### TASK GOAL
Every record that follows must be set down word for word.

Top of PROVIDED INFORMATION

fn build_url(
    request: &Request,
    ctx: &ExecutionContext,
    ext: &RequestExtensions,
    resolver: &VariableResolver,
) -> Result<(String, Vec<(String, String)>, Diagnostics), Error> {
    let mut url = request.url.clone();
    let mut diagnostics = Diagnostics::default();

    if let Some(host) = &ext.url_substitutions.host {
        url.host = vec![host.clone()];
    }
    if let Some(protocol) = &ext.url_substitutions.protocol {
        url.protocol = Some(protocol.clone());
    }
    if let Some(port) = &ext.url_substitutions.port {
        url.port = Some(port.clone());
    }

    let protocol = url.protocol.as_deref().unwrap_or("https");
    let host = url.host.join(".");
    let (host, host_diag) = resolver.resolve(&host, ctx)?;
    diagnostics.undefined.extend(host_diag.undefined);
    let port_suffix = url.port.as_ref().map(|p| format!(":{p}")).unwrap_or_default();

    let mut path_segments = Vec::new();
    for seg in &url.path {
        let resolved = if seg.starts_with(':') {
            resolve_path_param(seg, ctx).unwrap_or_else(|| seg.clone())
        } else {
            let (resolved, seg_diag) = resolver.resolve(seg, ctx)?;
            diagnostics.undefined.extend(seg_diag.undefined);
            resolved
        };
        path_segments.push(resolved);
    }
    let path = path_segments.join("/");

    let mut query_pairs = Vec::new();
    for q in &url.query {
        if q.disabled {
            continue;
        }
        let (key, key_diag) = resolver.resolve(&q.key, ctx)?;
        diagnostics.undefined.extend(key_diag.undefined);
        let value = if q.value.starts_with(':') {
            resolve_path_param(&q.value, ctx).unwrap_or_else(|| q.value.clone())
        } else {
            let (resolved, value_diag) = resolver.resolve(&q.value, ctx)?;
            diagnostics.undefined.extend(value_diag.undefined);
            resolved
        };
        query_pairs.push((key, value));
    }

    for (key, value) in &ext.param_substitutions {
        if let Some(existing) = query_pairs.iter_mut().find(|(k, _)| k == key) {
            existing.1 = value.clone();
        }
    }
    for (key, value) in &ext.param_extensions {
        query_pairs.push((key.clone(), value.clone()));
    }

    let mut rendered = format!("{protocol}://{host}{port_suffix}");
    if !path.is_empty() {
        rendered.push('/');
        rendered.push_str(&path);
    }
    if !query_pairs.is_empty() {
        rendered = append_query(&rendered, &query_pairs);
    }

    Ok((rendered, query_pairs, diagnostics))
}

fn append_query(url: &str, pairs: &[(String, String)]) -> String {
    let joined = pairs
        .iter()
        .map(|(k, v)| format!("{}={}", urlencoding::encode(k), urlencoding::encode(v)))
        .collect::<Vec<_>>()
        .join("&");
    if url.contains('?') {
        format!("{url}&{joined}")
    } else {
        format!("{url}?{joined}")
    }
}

Bottom of PROVIDED INFORMATION

### REPLY
fn build_url(
    request: &Request,
    ctx: &ExecutionContext,
    ext: &RequestExtensions,
    resolver: &VariableResolver,
) -> Result<(String, Vec<(String, String)>, Diagnostics), Error> {
    let mut url = request.url.clone();
    let mut diagnostics = Diagnostics::default();

    if let Some(host) = &ext.url_substitutions.host {
        url.host = vec![host.clone()];
    }
    if let Some(protocol) = &ext.url_substitutions.protocol {
        url.protocol = Some(protocol.clone());
    }
    if let Some(port) = &ext.url_substitutions.port {
        url.port = Some(port.clone());
    }

    let protocol = url.protocol.as_deref().unwrap_or("https");
    let host = url.host.join(".");
    let (host, host_diag) = resolver.resolve(&host, ctx)?;
    diagnostics.undefined.extend(host_diag.undefined);
    let port_suffix = url.port.as_ref().map(|p| format!(":{p}")).unwrap_or_default();

    let mut path_segments = Vec::new();
    for seg in &url.path {
        let resolved = if seg.starts_with(':') {
            resolve_path_param(seg, ctx).unwrap_or_else(|| seg.clone())
        } else {
            let (resolved, seg_diag) = resolver.resolve(seg, ctx)?;
            diagnostics.undefined.extend(seg_diag.undefined);
            resolved
        };
        path_segments.push(resolved);
    }
    let path = path_segments.join("/");

    let mut query_pairs = Vec::new();
    for q in &url.query {
        if q.disabled {
            continue;
        }
        let (key, key_diag) = resolver.resolve(&q.key, ctx)?;
        diagnostics.undefined.extend(key_diag.undefined);
        let value = if q.value.starts_with(':') {
            resolve_path_param(&q.value, ctx).unwrap_or_else(|| q.value.clone())
        } else {
            let (resolved, value_diag) = resolver.resolve(&q.value, ctx)?;
            diagnostics.undefined.extend(value_diag.undefined);
            resolved
        };
        query_pairs.push((key, value));
    }

    for (key, value) in &ext.param_substitutions {
        if let Some(existing) = query_pairs.iter_mut().find(|(k, _)| k == key) {
            existing.1 = value.clone();
        }
    }
    for (key, value) in &ext.param_extensions {
        query_pairs.push((key.clone(), value.clone()));
    }

    let mut rendered = format!("{protocol}://{host}{port_suffix}");
    if !path.is_empty() {
        rendered.push('/');
        rendered.push_str(&path);
    }
    if !query_pairs.is_empty() {
        rendered = append_query(&rendered, &query_pairs);
    }

    Ok((rendered, query_pairs, diagnostics))
}

fn append_query(url: &str, pairs: &[(String, String)]) -> String {
    let joined = pairs
        .iter()
        .map(|(k, v)| format!("{}={}", urlencoding::encode(k), urlencoding::encode(v)))
        .collect::<Vec<_>>()
        .join("&");
    if url.contains('?') {
        format!("{url}&{joined}")
    } else {
        format!("{url}?{joined}")
    }
}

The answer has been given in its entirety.